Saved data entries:
· · · · · · ·

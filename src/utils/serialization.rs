// Binary encoding for values stored in sled, via bincode 2's serde bridge
use crate::error::{BlockchainError, Result};
use serde::{de::DeserializeOwned, Serialize};

/// Serialize data using bincode 2.0 with standard configuration
pub fn serialize<T: Serialize>(data: &T) -> Result<Vec<u8>> {
    let config = bincode::config::standard();
    bincode::serde::encode_to_vec(data, config)
        .map_err(|e| BlockchainError::Serialization(format!("Serialization failed: {e}")))
}

/// Deserialize data using bincode 2.0 with standard configuration
pub fn deserialize<T: DeserializeOwned>(bytes: &[u8]) -> Result<T> {
    let config = bincode::config::standard();
    let (data, _) = bincode::serde::decode_from_slice(bytes, config)
        .map_err(|e| BlockchainError::Serialization(format!("Deserialization failed: {e}")))?;
    Ok(data)
}

#[cfg(test)]
mod tests {
    use super::*;
    use serde::Deserialize;

    #[derive(Debug, Clone, PartialEq, Serialize, Deserialize)]
    struct Record {
        height: u64,
        hash: String,
        reward: f64,
        validator: Option<String>,
    }

    #[test]
    fn test_serialize_deserialize() {
        let original = Record {
            height: 42,
            hash: "00ab".to_string(),
            reward: 45.0,
            validator: None,
        };

        let serialized = serialize(&original).expect("Serialization should work");
        let deserialized: Record = deserialize(&serialized).expect("Deserialization should work");

        assert_eq!(original, deserialized);
    }

    #[test]
    fn test_deserialize_invalid_data() {
        let invalid_bytes = vec![0xFF, 0xFF, 0xFF, 0xFF];
        let result: Result<Record> = deserialize(&invalid_bytes);
        assert!(result.is_err());
    }
}
use data_encoding::HEXLOWER;
use ring::digest::{Context, SHA256};
use ring::rand::SystemRandom;
use ring::signature::{
    EcdsaKeyPair, KeyPair, ECDSA_P256_SHA256_ASN1, ECDSA_P256_SHA256_ASN1_SIGNING,
};

use crate::error::{BlockchainError, Result};
use std::time::{SystemTime, UNIX_EPOCH};

pub fn current_timestamp() -> Result<i64> {
    let duration = SystemTime::now()
        .duration_since(UNIX_EPOCH)
        .map_err(|e| BlockchainError::Crypto(format!("System time error: {e}")))?
        .as_millis();

    // Ensure the timestamp fits in i64
    if duration > i64::MAX as u128 {
        return Err(BlockchainError::Crypto("Timestamp overflow".to_string()));
    }

    Ok(duration as i64)
}

pub fn sha256_digest(data: &[u8]) -> Vec<u8> {
    let mut context = Context::new(&SHA256);
    context.update(data);
    let digest = context.finish();
    digest.as_ref().to_vec()
}

/// SHA-256 rendered as 64 lowercase hex characters. Every hash on the ledger
/// (transaction ids, block hashes, addresses) goes through here.
pub fn sha256_hex(data: &str) -> String {
    HEXLOWER.encode(&sha256_digest(data.as_bytes()))
}

/// An address is the hash of the hex form of the public key, not of the raw bytes.
pub fn address_from_public_key(public_key: &[u8]) -> String {
    sha256_hex(&HEXLOWER.encode(public_key))
}

/// Generates a fresh P-256 key pair and returns it as a PKCS#8 document.
pub fn new_key_pair() -> Result<Vec<u8>> {
    let rng = SystemRandom::new();
    let pkcs8 = EcdsaKeyPair::generate_pkcs8(&ECDSA_P256_SHA256_ASN1_SIGNING, &rng)
        .map_err(|e| BlockchainError::Crypto(format!("Failed to generate ECDSA key pair: {e}")))?
        .as_ref()
        .to_vec();
    Ok(pkcs8)
}

pub fn public_key_from_pkcs8(pkcs8: &[u8]) -> Result<Vec<u8>> {
    let rng = SystemRandom::new();
    let key_pair = EcdsaKeyPair::from_pkcs8(&ECDSA_P256_SHA256_ASN1_SIGNING, pkcs8, &rng)
        .map_err(|e| BlockchainError::Crypto(format!("Invalid PKCS8 document: {e}")))?;
    Ok(key_pair.public_key().as_ref().to_vec())
}

pub fn ecdsa_p256_sha256_sign(pkcs8: &[u8], message: &[u8]) -> Result<Vec<u8>> {
    let rng = SystemRandom::new();
    let key_pair = EcdsaKeyPair::from_pkcs8(&ECDSA_P256_SHA256_ASN1_SIGNING, pkcs8, &rng)
        .map_err(|e| {
            BlockchainError::Crypto(format!("Failed to create key pair from PKCS8: {e}"))
        })?;
    let signature = key_pair
        .sign(&rng, message)
        .map_err(|e| BlockchainError::Crypto(format!("Failed to sign message: {e}")))?
        .as_ref()
        .to_vec();
    Ok(signature)
}

pub fn ecdsa_p256_sha256_verify(public_key: &[u8], signature: &[u8], message: &[u8]) -> bool {
    let peer_public_key =
        ring::signature::UnparsedPublicKey::new(&ECDSA_P256_SHA256_ASN1, public_key);
    peer_public_key.verify(message, signature).is_ok()
}

#[cfg(test)]
mod tests {
    use super::*;

    #[test]
    fn test_sha256_hex_known_vector() {
        assert_eq!(
            sha256_hex("abc"),
            "ba7816bf8f01cfea414140de5dae2223b00361a396177a9cb410ff61f20015ad"
        );
        assert_eq!(sha256_hex("").len(), 64);
    }

    #[test]
    fn test_sign_and_verify() {
        let pkcs8 = new_key_pair().unwrap();
        let public_key = public_key_from_pkcs8(&pkcs8).unwrap();
        assert_eq!(public_key.len(), 65);

        let signature = ecdsa_p256_sha256_sign(&pkcs8, b"hello").unwrap();
        assert!(ecdsa_p256_sha256_verify(&public_key, &signature, b"hello"));
        assert!(!ecdsa_p256_sha256_verify(&public_key, &signature, b"hellO"));
    }

    #[test]
    fn test_address_is_hash_of_hex_key() {
        let key = [4u8, 1, 2, 3];
        assert_eq!(address_from_public_key(&key), sha256_hex("04010203"));
    }

    #[test]
    fn test_rejects_garbage_pkcs8() {
        assert!(public_key_from_pkcs8(&[1, 2, 3]).is_err());
        assert!(ecdsa_p256_sha256_sign(&[1, 2, 3], b"msg").is_err());
    }
}
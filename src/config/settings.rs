use crate::core::monetary::DIFFICULTY;
use crate::error::{BlockchainError, Result};
use serde::{Deserialize, Serialize};
use std::env;
use std::fs;
use std::path::{Path, PathBuf};

static DEFAULT_NODE_ADDR: &str = "127.0.0.1:2001";
static DEFAULT_DATA_DIR: &str = "data";

const NODE_ADDRESS_KEY: &str = "NODE_ADDRESS";
const NODE_DATA_DIR_KEY: &str = "NODE_DATA_DIR";
const NODE_PEERS_KEY: &str = "NODE_PEERS";
const NODE_PRIVATE_NETWORK_KEY: &str = "NODE_PRIVATE_NETWORK";

/// Consensus-relevant settings. Every node on a network must agree on `difficulty`,
/// otherwise their genesis blocks differ and they reject each other's chains.
#[derive(Debug, Clone, PartialEq, Serialize, Deserialize)]
#[serde(default)]
pub struct NetworkConfig {
    /// Private networks only accept blocks produced by allow-listed validators
    pub private_network: bool,
    /// Floor for suggested fees; admission itself only requires `fee >= 0`
    pub min_transaction_fee: f64,
    pub target_block_time_secs: u64,
    pub difficulty: usize,
}

impl Default for NetworkConfig {
    fn default() -> Self {
        NetworkConfig {
            private_network: false,
            min_transaction_fee: 0.01,
            target_block_time_secs: 10,
            difficulty: DIFFICULTY,
        }
    }
}

/// Node settings, read from an optional TOML file and then overridden by environment
/// variables (`NODE_ADDRESS`, `NODE_DATA_DIR`, `NODE_PEERS`, `NODE_PRIVATE_NETWORK`).
#[derive(Debug, Clone, PartialEq, Serialize, Deserialize)]
#[serde(default)]
pub struct Config {
    pub node_addr: String,
    pub data_dir: PathBuf,
    /// Peers dialed at startup
    pub peers: Vec<String>,
    pub max_connections: usize,
    /// Validator addresses permitted to produce blocks on a private network
    pub allowed_validators: Vec<String>,
    pub network: NetworkConfig,
}

impl Default for Config {
    fn default() -> Self {
        Config {
            node_addr: DEFAULT_NODE_ADDR.to_string(),
            data_dir: PathBuf::from(DEFAULT_DATA_DIR),
            peers: vec![],
            max_connections: 32,
            allowed_validators: vec![],
            network: NetworkConfig::default(),
        }
    }
}

impl Config {
    /// Loads `path` if given (defaults otherwise), then applies environment overrides.
    pub fn load(path: Option<&Path>) -> Result<Config> {
        let mut config = match path {
            Some(path) => Self::from_toml_file(path)?,
            None => Config::default(),
        };
        config.apply_overrides(|key| env::var(key).ok())?;
        Ok(config)
    }

    pub fn from_toml_file(path: &Path) -> Result<Config> {
        let contents = fs::read_to_string(path).map_err(|e| {
            BlockchainError::Config(format!("Failed to read {}: {e}", path.display()))
        })?;
        Self::from_toml_str(&contents)
    }

    pub fn from_toml_str(contents: &str) -> Result<Config> {
        Ok(toml::from_str(contents)?)
    }

    // Takes the lookup as a closure so tests don't have to touch the process environment
    pub fn apply_overrides<F>(&mut self, lookup: F) -> Result<()>
    where
        F: Fn(&str) -> Option<String>,
    {
        if let Some(addr) = lookup(NODE_ADDRESS_KEY) {
            self.node_addr = addr;
        }
        if let Some(dir) = lookup(NODE_DATA_DIR_KEY) {
            self.data_dir = PathBuf::from(dir);
        }
        if let Some(peers) = lookup(NODE_PEERS_KEY) {
            self.peers = peers
                .split(',')
                .map(str::trim)
                .filter(|peer| !peer.is_empty())
                .map(String::from)
                .collect();
        }
        if let Some(flag) = lookup(NODE_PRIVATE_NETWORK_KEY) {
            self.network.private_network = flag.parse().map_err(|_| {
                BlockchainError::Config(format!(
                    "{NODE_PRIVATE_NETWORK_KEY} must be true or false, got {flag}"
                ))
            })?;
        }
        Ok(())
    }

    pub fn get_node_addr(&self) -> &str {
        self.node_addr.as_str()
    }

    /// Extract node ID from address (e.g., "127.0.0.1:2001" -> "2001")
    pub fn extract_node_id_from_addr(&self) -> String {
        match self.node_addr.rsplit(':').next() {
            Some(port) if !port.is_empty() => port.to_string(),
            _ => "default".to_string(),
        }
    }

    /// Each node gets its own database so several can run from one working directory
    pub fn db_path(&self) -> PathBuf {
        self.data_dir
            .join(format!("node_{}", self.extract_node_id_from_addr()))
    }
}

#[cfg(test)]
mod tests {
    use super::*;
    use std::collections::HashMap;

    #[test]
    fn test_defaults() {
        let config = Config::default();
        assert_eq!(config.get_node_addr(), "127.0.0.1:2001");
        assert_eq!(config.network.difficulty, 4);
        assert_eq!(config.network.min_transaction_fee, 0.01);
        assert!(!config.network.private_network);
        assert_eq!(config.db_path(), PathBuf::from("data").join("node_2001"));
    }

    #[test]
    fn test_partial_toml_keeps_defaults() {
        let config = Config::from_toml_str(
            r#"
            node_addr = "127.0.0.1:3000"
            allowed_validators = ["abc"]

            [network]
            private_network = true
            "#,
        )
        .unwrap();
        assert_eq!(config.extract_node_id_from_addr(), "3000");
        assert_eq!(config.allowed_validators, vec!["abc".to_string()]);
        assert!(config.network.private_network);
        assert_eq!(config.network.target_block_time_secs, 10);
        assert_eq!(config.max_connections, 32);
    }

    #[test]
    fn test_invalid_toml_is_config_error() {
        let err = Config::from_toml_str("node_addr = [").unwrap_err();
        assert!(matches!(err, BlockchainError::Config(_)));
    }

    #[test]
    fn test_env_overrides() {
        let vars: HashMap<&str, &str> = [
            ("NODE_ADDRESS", "0.0.0.0:4000"),
            ("NODE_PEERS", "127.0.0.1:4001, 127.0.0.1:4002,"),
            ("NODE_PRIVATE_NETWORK", "true"),
        ]
        .into_iter()
        .collect();

        let mut config = Config::default();
        config
            .apply_overrides(|key| vars.get(key).map(|v| v.to_string()))
            .unwrap();
        assert_eq!(config.node_addr, "0.0.0.0:4000");
        assert_eq!(config.peers, vec!["127.0.0.1:4001", "127.0.0.1:4002"]);
        assert!(config.network.private_network);
    }

    #[test]
    fn test_bad_private_flag() {
        let mut config = Config::default();
        let result = config.apply_overrides(|key| {
            (key == "NODE_PRIVATE_NETWORK").then(|| "maybe".to_string())
        });
        assert!(result.is_err());
    }
}
//! Wallet key handling
//!
//! A wallet is a key pair plus its address. It signs transfers for
//! submission and signs blocks when its owner produces under proof-of-stake.

#[allow(clippy::module_inception)]
pub mod wallet;

pub use wallet::Wallet;
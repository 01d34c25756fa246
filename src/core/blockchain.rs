// This is the ledger - the chain, the mempool, the stake table and the validator allow-list
// in one place. It is the only thing that decides whether a transaction or block is accepted.
// Nothing in here locks: the node wraps the whole Blockchain in one RwLock so that every
// mutation (admission, mining, append, replacement, staking) runs under the same guard

use crate::config::{Config, NetworkConfig};
use crate::core::monetary::{self, fee_model, GENESIS_PREVIOUS_HASH, GENESIS_TIMESTAMP};
use crate::core::proof_of_stake::{self, StakeTable};
use crate::core::{AccessControlManager, Block, ProofOfWork, Transaction};
use crate::error::{BlockchainError, Result};
use crate::storage::{ChainStore, MemoryChainStore, MemoryPool, SledChainStore};
use crate::utils::{current_timestamp, KeyMaterial};
use log::{debug, error, info, warn};
use rand::Rng;
use serde::Serialize;
use std::collections::HashSet;

/// Snapshot of the ledger for reporting
#[derive(Debug, Clone, PartialEq, Serialize)]
pub struct ChainStats {
    pub height: u64,
    pub current_supply: f64,
    pub treasury_balance: f64,
    pub mempool_size: usize,
    pub total_staked: f64,
    pub stakers: usize,
}

pub struct Blockchain {
    chain: Vec<Block>, // never empty, chain[0] is genesis
    mempool: MemoryPool,
    stakes: StakeTable,
    access_control: AccessControlManager,
    store: Box<dyn ChainStore>,
}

· · · · · · ·

YOUR GOAL:
Please go line by line through the records above, copying each one that holds the string "NetworkConfig".

EXERCISE RESULT:
pub struct NetworkConfig {
impl Default for NetworkConfig {
        NetworkConfig {
    pub network: NetworkConfig,
            network: NetworkConfig::default(),
use crate::config::{Config, NetworkConfig};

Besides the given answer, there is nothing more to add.